The icing on this cake really is Einstein’s views on the emphasis on general ability rather than specialized knowledge, a distinction which is more important than ever in our age of narrow specialization.
“I want to oppose the idea that the school has to teach directly that special knowledge and those accomplishments which one has to use later directly in life. The demands of life are much too manifold to let such a specialized training in school appear possible. Apart from that, it seems to me, moreover, objectionable to treat the individual like a dead tool. The school should always have as its aim that the young man leave it as a harmonious personality, not as a specialist. This in my opinion is true in a certain sense even for technical schools, whose students will devote themselves to a quite definite profession. The development of general ability for independent thinking and judgement should always be placed foremost, not the acquisition of special knowledge. If a person masters the fundamentals of his subject and has learned to think and work independently, he will surely find his way and besides will better be able to adapt himself to progress and changes than the person whose training principally consists in the acquiring the detailed knowledge.”

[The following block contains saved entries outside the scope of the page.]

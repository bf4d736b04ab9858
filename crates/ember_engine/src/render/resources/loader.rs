//! Image decoding into GPU textures
//!
//! Decoded textures are cached by path, so loading the same file twice
//! returns the same shared texture.

use std::collections::HashMap;
use std::path::{Path, PathBuf};
use std::rc::Rc;

use crate::error::{EngineError, EngineResult};
use crate::render::api::{TextureDesc, TextureFilter, TextureFormat, TextureKind};
use crate::render::resources::Texture;
use crate::render::state::StateCache;

/// Cube-map face order expected by [`TextureLoader::load_cube`]
pub const CUBE_FACES: [&str; 6] = ["right", "left", "top", "bottom", "back", "front"];

/// Loads PNG (and other `image`-supported) files into textures
#[derive(Debug, Default)]
pub struct TextureLoader {
    cache: HashMap<PathBuf, Rc<Texture>>,
}

impl TextureLoader {
    /// Create an empty loader
    pub fn new() -> Self {
        Self::default()
    }

    /// Load a 2D RGBA texture with trilinear filtering
    ///
    /// Rows are flipped so the first row of the file maps to `v = 1`.
    pub fn load_2d(&mut self, state: &mut StateCache, path: impl AsRef<Path>) -> EngineResult<Rc<Texture>> {
        let path = path.as_ref();
        if let Some(texture) = self.cache.get(path) {
            return Ok(Rc::clone(texture));
        }
        let bytes = std::fs::read(path).map_err(|e| {
            EngineError::resource("texture_loader", "TextureLoader::load_2d", format!("Texture file [{}] open error: {e}", path.display()))
        })?;
        let texture = Rc::new(Self::decode_2d(state, &path.display().to_string(), &bytes)?);
        self.cache.insert(path.to_path_buf(), Rc::clone(&texture));
        Ok(texture)
    }

    /// Decode an in-memory image into a 2D RGBA texture
    pub fn decode_2d(state: &mut StateCache, name: &str, bytes: &[u8]) -> EngineResult<Texture> {
        let image = image::load_from_memory(bytes)
            .map_err(|e| EngineError::resource(name, "TextureLoader::decode_2d", format!("Image decode error: {e}")))?
            .flipv()
            .to_rgba8();
        let (width, height) = image.dimensions();
        let desc = TextureDesc { kind: TextureKind::Texture2D, width, height, format: TextureFormat::Rgba, samples: 1 };
        let texture = Texture::create(state, name, desc);
        state.upload_texture(&texture, 0, image.as_raw());
        texture.set_filter(state, TextureFilter::Trilinear);
        log::info!(target: "texture_loader", "Texture [{}] loaded ({}x{}).", name, width, height);
        Ok(texture)
    }

    /// Load a cube map from six face images in [`CUBE_FACES`] order
    ///
    /// Every face must have the size of the first one.
    pub fn load_cube(&mut self, state: &mut StateCache, faces: [&Path; 6]) -> EngineResult<Rc<Texture>> {
        let key = faces[0].to_path_buf();
        if let Some(texture) = self.cache.get(&key) {
            return Ok(Rc::clone(texture));
        }

        let mut decoded = Vec::with_capacity(faces.len());
        for path in faces {
            let image = image::open(path)
                .map_err(|e| {
                    EngineError::resource(
                        "texture_loader",
                        "TextureLoader::load_cube",
                        format!("Cube face [{}] load error: {e}", path.display()),
                    )
                })?
                .to_rgba8();
            decoded.push(image);
        }

        let (width, height) = decoded[0].dimensions();
        if decoded.iter().any(|face| face.dimensions() != (width, height)) {
            return Err(EngineError::resource(
                "texture_loader",
                "TextureLoader::load_cube",
                "Cube map faces must share one size.",
            ));
        }

        let desc = TextureDesc { kind: TextureKind::TextureCube, width, height, format: TextureFormat::Rgba, samples: 1 };
        let texture = Texture::create(state, key.display().to_string(), desc);
        for (face, image) in (0u32..).zip(decoded.iter()) {
            state.upload_texture(&texture, face, image.as_raw());
        }
        texture.set_filter(state, TextureFilter::Bilinear);
        log::info!(target: "texture_loader", "Cube texture [{}] loaded ({}x{}).", key.display(), width, height);

        let texture = Rc::new(texture);
        self.cache.insert(key, Rc::clone(&texture));
        Ok(texture)
    }

    /// Number of cached textures
    pub fn cached(&self) -> usize {
        self.cache.len()
    }
}

#[cfg(test)]
mod tests {
    use super::*;
    use crate::render::backends::recording::{GpuCall, RecordingDevice};
    use std::io::Cursor;

    fn png(width: u32, height: u32) -> Vec<u8> {
        let image = image::RgbaImage::from_pixel(width, height, image::Rgba([10, 20, 30, 255]));
        let mut bytes = Cursor::new(Vec::new());
        image::DynamicImage::ImageRgba8(image).write_to(&mut bytes, image::ImageFormat::Png).unwrap();
        bytes.into_inner()
    }

    #[test]
    fn test_decode_uploads_rgba_texels() {
        let device = RecordingDevice::new();
        let log = device.log();
        let mut state = StateCache::new(Box::new(device));

        let texture = TextureLoader::decode_2d(&mut state, "dudv", &png(4, 2)).unwrap();
        assert_eq!((texture.width(), texture.height()), (4, 2));
        assert_eq!(texture.channels(), 4);
        assert_eq!(log.count(|c| *c == GpuCall::UploadTexture { face: 0, bytes: 32 }), 1);
        assert_eq!(log.count(|c| *c == GpuCall::SetTextureFilter(TextureKind::Texture2D, TextureFilter::Trilinear)), 1);
    }

    #[test]
    fn test_garbage_is_resource_error() {
        let mut state = StateCache::new(Box::new(RecordingDevice::new()));
        let result = TextureLoader::decode_2d(&mut state, "broken", b"not an image");
        assert!(matches!(result, Err(EngineError::ResourceLoad { .. })));
    }

    #[test]
    fn test_missing_file_is_resource_error() {
        let mut state = StateCache::new(Box::new(RecordingDevice::new()));
        let mut loader = TextureLoader::new();
        assert!(loader.load_2d(&mut state, "/nonexistent/water_dudv.png").is_err());
        assert_eq!(loader.cached(), 0);
    }
}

One might argue that it’s the failure to let young people leave college as ‘harmonious personalities’ rather than problem-solvers that leads to a nation of technocrats and operational specialists of the kind that got the United States in the morass of Vietnam, for instance. A purely problem-solving outlook might enable a young person to get a job sooner and solve narrowly defined problems, but it will not lead them to look at the big picture and truly contribute to a productive and progressive society.

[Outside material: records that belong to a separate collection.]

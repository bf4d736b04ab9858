//! On-screen text labels and the glyph rasterization seam

use crate::error::{ensure, EngineResult};
use crate::foundation::math::{utils, Vec3};

/// One rasterized glyph, 8-bit coverage rows top to bottom
#[derive(Debug, Clone, Default, PartialEq, Eq)]
pub struct Glyph {
    /// Bitmap width in pixels
    pub width: u32,
    /// Bitmap height in pixels
    pub rows: u32,
    /// Horizontal offset from the cursor to the bitmap's left edge
    pub left: i32,
    /// Vertical offset from the baseline up to the bitmap's top edge
    pub top: i32,
    /// Cursor advance in pixels
    pub advance: i32,
    /// `width * rows` coverage bytes
    pub bitmap: Vec<u8>,
}

/// Source of glyph bitmaps, supplied by the application
///
/// `outline` is the stroke radius in pixels; 0 requests the plain glyph.
pub trait GlyphRasterizer {
    /// Rasterize `character` of `font` at `size` pixels
    fn rasterize(&mut self, font: &str, size: u32, character: char, outline: u32) -> EngineResult<Glyph>;
}

/// A UTF-8 label drawn over the finished frame
#[derive(Debug, Clone, PartialEq)]
pub struct Text {
    text: String,
    font: String,
    font_size: u32,
    font_color: Vec3,
    outline_size: u32,
    outline_color: Vec3,
    horizontal_spacing: i32,
    vertical_spacing: i32,
    position: (i32, i32),
}

impl Text {
    /// Label with default size 16, white, no outline, at the top-left corner
    pub fn new(text: impl Into<String>, font: impl Into<String>) -> Self {
        Self {
            text: text.into(),
            font: font.into(),
            font_size: 16,
            font_color: Vec3::new(1.0, 1.0, 1.0),
            outline_size: 0,
            outline_color: Vec3::zeros(),
            horizontal_spacing: 0,
            vertical_spacing: 0,
            position: (0, 0),
        }
    }

    /// Displayed string
    pub fn text(&self) -> &str {
        &self.text
    }

    /// Replace the displayed string
    pub fn set_text(&mut self, text: impl Into<String>) {
        self.text = text.into();
    }

    /// Font identifier passed to the rasterizer
    pub fn font(&self) -> &str {
        &self.font
    }

    /// Change the font
    pub fn set_font(&mut self, font: impl Into<String>) {
        self.font = font.into();
    }

    /// Pixel height
    pub fn font_size(&self) -> u32 {
        self.font_size
    }

    /// Set the pixel height (> 0)
    pub fn set_font_size(&mut self, size: u32) -> EngineResult<()> {
        ensure(size > 0, &self.text, "Text::set_font_size", "Font size value out of range: {0 < VALUE}.")?;
        self.font_size = size;
        Ok(())
    }

    /// Glyph colour
    pub fn font_color(&self) -> Vec3 {
        self.font_color
    }

    /// Set the glyph colour, clamped to [0, 1]
    pub fn set_font_color(&mut self, color: Vec3) {
        self.font_color = utils::clamp_color(color);
    }

    /// Outline stroke radius, 0 when disabled
    pub fn outline_size(&self) -> u32 {
        self.outline_size
    }

    /// Set the outline stroke radius
    pub fn set_outline_size(&mut self, size: u32) {
        self.outline_size = size;
    }

    /// Outline colour
    pub fn outline_color(&self) -> Vec3 {
        self.outline_color
    }

    /// Set the outline colour, clamped to [0, 1]
    pub fn set_outline_color(&mut self, color: Vec3) {
        self.outline_color = utils::clamp_color(color);
    }

    /// Extra pixels after each glyph
    pub fn horizontal_spacing(&self) -> i32 {
        self.horizontal_spacing
    }

    /// Set the extra pixels after each glyph
    pub fn set_horizontal_spacing(&mut self, spacing: i32) {
        self.horizontal_spacing = spacing;
    }

    /// Extra pixels between lines
    pub fn vertical_spacing(&self) -> i32 {
        self.vertical_spacing
    }

    /// Set the extra pixels between lines
    pub fn set_vertical_spacing(&mut self, spacing: i32) {
        self.vertical_spacing = spacing;
    }

    /// Baseline origin of the first line, in pixels from the top-left corner
    pub fn position(&self) -> (i32, i32) {
        self.position
    }

    /// Move the label
    pub fn set_position(&mut self, x: i32, y: i32) {
        self.position = (x, y);
    }
}

#[cfg(test)]
mod tests {
    use super::*;

    #[test]
    fn test_defaults() {
        let text = Text::new("fps", "fonts/mono.ttf");
        assert_eq!(text.font_size(), 16);
        assert_eq!(text.font_color(), Vec3::new(1.0, 1.0, 1.0));
        assert_eq!(text.outline_size(), 0);
        assert_eq!(text.outline_color(), Vec3::zeros());
        assert_eq!(text.position(), (0, 0));
    }

    #[test]
    fn test_setters_validate_and_clamp() {
        let mut text = Text::new("fps", "fonts/mono.ttf");
        assert!(text.set_font_size(0).is_err());
        assert_eq!(text.font_size(), 16);
        text.set_outline_color(Vec3::new(2.0, -1.0, 0.5));
        assert_eq!(text.outline_color(), Vec3::new(1.0, 0.0, 0.5));
    }
}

I find Einstein’s words relevant today because the world of 2018 in some sense resembles the world of 1931. Just like it did because of the Great Depression then, mass unemployment because of artificial intelligence and automation is a problem looming on the short horizon. Just like it had in 1931, authoritarian thinking seems to have taken root in many of the world’s governments. The specialization of disciplines has led colleges and universities to increasingly specialize their own curricula, so that it is now possible for many students to get through college without acquiring even the rudiments of a liberal arts education. C. P. Snow’s ‘Two Cultures’ paradoxically have become more entrenched, even as the Internet presumably promised to break down barriers between them. Meanwhile, political dialogue and people's very world-views across the political spectrum have gotten so polarized on college campuses that certain ideas are now being rejected as biased, not based on their own merits but on some of their human associations.
These problems are all challenging and require serious thinking and intervention. There are no easy solutions to them, but based on Einstein’s words, our best bet would be to inculcate a generation of men and women and institutional structures that promote flexible thinking, dialogue and cooperation, and an open mind. We owe at least that much to ourselves as a supposedly enlightened species.